# [Task instructions]
All lines in the records that carry the string "DisableMouseCapture" are to be shown.

━━ Supplied records

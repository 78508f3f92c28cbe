use ratatui::{
    layout::{Alignment, Constraint, Direction, Layout, Rect},
    style::{Color, Modifier, Style},
    text::Line,
    widgets::{Block, Borders, Paragraph},
    Frame,
};

use crate::game::{player_name, GameOutcome, GameState};

use super::board_view;

/// Draw the whole game screen. Returns the area the board was laid out in.
pub fn render(
    frame: &mut Frame,
    game_state: &GameState,
    selected_column: usize,
    message: &Option<String>,
) -> Rect {
    let chunks = Layout::default()
        .direction(Direction::Vertical)
        .constraints([
            Constraint::Length(3), // Header
            Constraint::Min(10),   // Board
            Constraint::Length(3), // Message
            Constraint::Length(3), // Controls
        ])
        .split(frame.area());

    render_header(frame, game_state, chunks[0]);

    let highlight = match game_state.outcome() {
        Some(GameOutcome::Winner(player)) => game_state.board().winning_line(player),
        _ => None,
    };
    board_view::render_board(
        frame,
        game_state.board(),
        selected_column,
        highlight,
        chunks[1],
    );

    render_message(frame, message, chunks[2]);
    render_controls(frame, chunks[3]);

    chunks[1]
}

fn render_header(frame: &mut Frame, game_state: &GameState, area: Rect) {
    let player = game_state.active_player();
    let (status, color) = match game_state.outcome() {
        Some(GameOutcome::Winner(winner)) => (
            format!("{} wins!", player_name(winner)),
            board_view::player_color(winner),
        ),
        Some(GameOutcome::Tie) => ("Tie game!".to_string(), Color::Blue),
        None => (
            format!(
                "{}'s turn  |  Move {}",
                player_name(player),
                game_state.turns().move_count() + 1
            ),
            board_view::player_color(player),
        ),
    };

    let header = Paragraph::new(status)
        .style(Style::default().fg(color).add_modifier(Modifier::BOLD))
        .alignment(Alignment::Center)
        .block(
            Block::default()
                .borders(Borders::ALL)
                .title("Connect Four"),
        );

    frame.render_widget(header, area);
}

fn render_message(frame: &mut Frame, message: &Option<String>, area: Rect) {
    let text = message.as_deref().unwrap_or("");
    let msg_widget = Paragraph::new(text)
        .style(Style::default().fg(Color::Yellow))
        .alignment(Alignment::Center)
        .block(Block::default().borders(Borders::ALL));

    frame.render_widget(msg_widget, area);
}

fn render_controls(frame: &mut Frame, area: Rect) {
    let line = Line::from("←/→: Move  |  Enter/1-9/Click: Drop  |  R: Restart  |  Q: Quit");

    let controls = Paragraph::new(line)
        .alignment(Alignment::Center)
        .block(
            Block::default()
                .borders(Borders::ALL)
                .title("Controls"),
        );

    frame.render_widget(controls, area);
}
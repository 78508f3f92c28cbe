use std::path::PathBuf;

use crate::game::PlayerId;

/// A piece was added to a cell that already holds one.
#[derive(Debug, Clone, Copy, PartialEq, Eq, thiserror::Error)]
#[error("cell is already occupied by player {owner}")]
pub struct OccupiedError {
    pub owner: PlayerId,
}

/// Reasons a drop is rejected. The board is unchanged in every case.
#[derive(Debug, Clone, Copy, PartialEq, Eq, thiserror::Error)]
pub enum DropError {
    #[error("column {column} is outside the board (width {width})")]
    InvalidColumn { column: usize, width: usize },

    #[error("column {column} is full")]
    ColumnFull { column: usize },
}

#[derive(Debug, Clone, Copy, PartialEq, Eq, thiserror::Error)]
pub enum BoardError {
    #[error("invalid board dimensions {width}x{height}")]
    InvalidDimensions { width: usize, height: usize },
}

/// Errors that can occur when loading configuration.
#[derive(Debug, thiserror::Error)]
pub enum ConfigError {
    #[error("failed to read config file {path}: {source}")]
    FileRead {
        path: PathBuf,
        source: std::io::Error,
    },

    #[error("failed to parse TOML: {0}")]
    TomlParse(#[from] toml::de::Error),

    #[error("config validation error: {0}")]
    Validation(String),
}

#[cfg(test)]
mod tests {
    use super::*;

    #[test]
    fn test_occupied_error_display() {
        let err = OccupiedError { owner: 2 };
        assert_eq!(err.to_string(), "cell is already occupied by player 2");
    }

    #[test]
    fn test_drop_error_display() {
        let err = DropError::InvalidColumn {
            column: 9,
            width: 7,
        };
        assert_eq!(err.to_string(), "column 9 is outside the board (width 7)");

        let err = DropError::ColumnFull { column: 3 };
        assert_eq!(err.to_string(), "column 3 is full");
    }

    #[test]
    fn test_board_error_display() {
        let err = BoardError::InvalidDimensions {
            width: 0,
            height: 6,
        };
        assert_eq!(err.to_string(), "invalid board dimensions 0x6");
    }

    #[test]
    fn test_config_error_display() {
        let err = ConfigError::Validation("board.width must be >= 1".to_string());
        assert_eq!(
            err.to_string(),
            "config validation error: board.width must be >= 1"
        );
    }
}
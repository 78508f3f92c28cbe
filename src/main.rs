use std::io;
use std::path::PathBuf;

use anyhow::{Context, Result};
use clap::Parser;
use crossterm::{
    event::{DisableMouseCapture, EnableMouseCapture},
    execute,
    terminal::{disable_raw_mode, enable_raw_mode, EnterAlternateScreen, LeaveAlternateScreen},
};
use ratatui::{backend::CrosstermBackend, Terminal};

use connect_four::config::AppConfig;
use connect_four::game::GameState;
use connect_four::ui::{App, Prompt};

/// Play Connect Four in the terminal.
#[derive(Parser)]
#[command(name = "connect_four", about = "Play Connect Four in the terminal")]
struct Cli {
    /// Path to TOML configuration file
    #[arg(long, default_value = "connect_four.toml")]
    config: PathBuf,

    /// Override the number of columns
    #[arg(long)]
    width: Option<usize>,

    /// Override the number of rows
    #[arg(long)]
    height: Option<usize>,

    /// Use the line-oriented prompt instead of the full-screen UI
    #[arg(long)]
    plain: bool,

    /// Print the default configuration as TOML and exit
    #[arg(long)]
    print_config: bool,
}

fn main() -> Result<()> {
    env_logger::Builder::from_env(env_logger::Env::default().default_filter_or("warn")).init();

    let cli = Cli::parse();

    if cli.print_config {
        print!("{}", AppConfig::default_toml()?);
        return Ok(());
    }

    let mut config = AppConfig::load_or_default(&cli.config)
        .with_context(|| format!("loading config from {}", cli.config.display()))?;

    // Apply CLI overrides
    if let Some(width) = cli.width {
        config.board.width = width;
    }
    if let Some(height) = cli.height {
        config.board.height = height;
    }
    config.validate().context("invalid board size")?;

    let game_state = GameState::with_dimensions(config.board.width, config.board.height)?;

    if cli.plain {
        let stdin = io::stdin();
        Prompt::new(game_state, stdin.lock(), io::stdout()).run()?;
        return Ok(());
    }

    run_terminal(App::new(game_state, config.ui)).context("terminal UI failed")
}

fn run_terminal(mut app: App) -> io::Result<()> {
    // Setup terminal
    enable_raw_mode()?;
    let mut stdout = io::stdout();
    execute!(stdout, EnterAlternateScreen, EnableMouseCapture)?;
    let backend = CrosstermBackend::new(stdout);
    let mut terminal = Terminal::new(backend)?;

    let res = app.run(&mut terminal);

    // Restore terminal even if the app failed
    let _ = disable_raw_mode();
    let _ = execute!(
        terminal.backend_mut(),
        LeaveAlternateScreen,
        DisableMouseCapture
    );
    let _ = terminal.show_cursor();

    res
}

━━━━

# [Solved problem]
    event::{DisableMouseCapture, EnableMouseCapture},
        DisableMouseCapture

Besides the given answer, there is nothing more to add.